*** Block opens ***

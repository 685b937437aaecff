//! Shared helpers for integration tests

use std::path::{Path, PathBuf};
use std::sync::Once;

static INIT: Once = Once::new();

/// Initialize logging for tests (only once per test run)
pub fn init_test_logging() {
    INIT.call_once(|| {
        use tracing_subscriber::{layer::SubscriberExt, util::SubscriberInitExt};

        let _ = tracing_subscriber::registry()
            .with(
                tracing_subscriber::fmt::layer()
                    .with_test_writer()
                    .with_target(true)
                    .with_level(true),
            )
            .with(tracing_subscriber::filter::EnvFilter::from_default_env())
            .try_init();
    });
}

/// A mixed catalog: two procedures and two legal texts
pub const MIXED_CATALOG_YAML: &str = r#"
records:
  - id: 1
    title: Création d'entreprise SARL
    description: Procédure complète pour créer une société à responsabilité limitée
    category: Entreprise
    type: commercial
    status: active
    digitization: "yes"
    duration: 15-30 jours
    complexity: Moyenne
    institution: Ministère du Commerce
    popularity: 95
  - id: 2
    title: Permis de construire
    description: Demande d'autorisation de construction pour bâtiment résidentiel
    category: Urbanisme
    type: urbanisme
    status: active
    digitization: "partially"
    popularity: 87
  - id: 101
    kind: legal_text
    title: Code de commerce
    description: Règles applicables aux commerçants et aux sociétés commerciales
    category: Commerce
    type: code
    status: En vigueur
    digitization: "yes"
    publishDate: 2024-01-15
    authority: Présidence de la République
    joNumber: JO n° 101
  - id: 102
    kind: legal_text
    title: Décret relatif aux permis de construire
    description: Modalités d'instruction des demandes de permis
    category: Urbanisme
    type: decret
    status: Abrogé
    digitization: "no"
    publishDate: 10 janvier 2024
"#;

/// Write `content` to `name` inside `dir`
pub fn write_file(dir: &Path, name: &str, content: &str) -> PathBuf {
    let path = dir.join(name);
    std::fs::write(&path, content).expect("write test file");
    path
}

*** Block closes ***

* What the exercise asks *
Find the line that contains "title: Code de commerce". Restate it and all lines after it exactly, ending with the final line of the data.

* Exercise output *
    title: Code de commerce
    description: Règles applicables aux commerçants et aux sociétés commerciales
    category: Commerce
    type: code
    status: En vigueur
    digitization: "yes"
    publishDate: 2024-01-15
    authority: Présidence de la République
    joNumber: JO n° 101
  - id: 102
    kind: legal_text
    title: Décret relatif aux permis de construire
    description: Modalités d'instruction des demandes de permis
    category: Urbanisme
    type: decret
    status: Abrogé
    digitization: "no"
    publishDate: 10 janvier 2024
"#;

/// Write `content` to `name` inside `dir`
pub fn write_file(dir: &Path, name: &str, content: &str) -> PathBuf {
    let path = dir.join(name);
    std::fs::write(&path, content).expect("write test file");
    path
}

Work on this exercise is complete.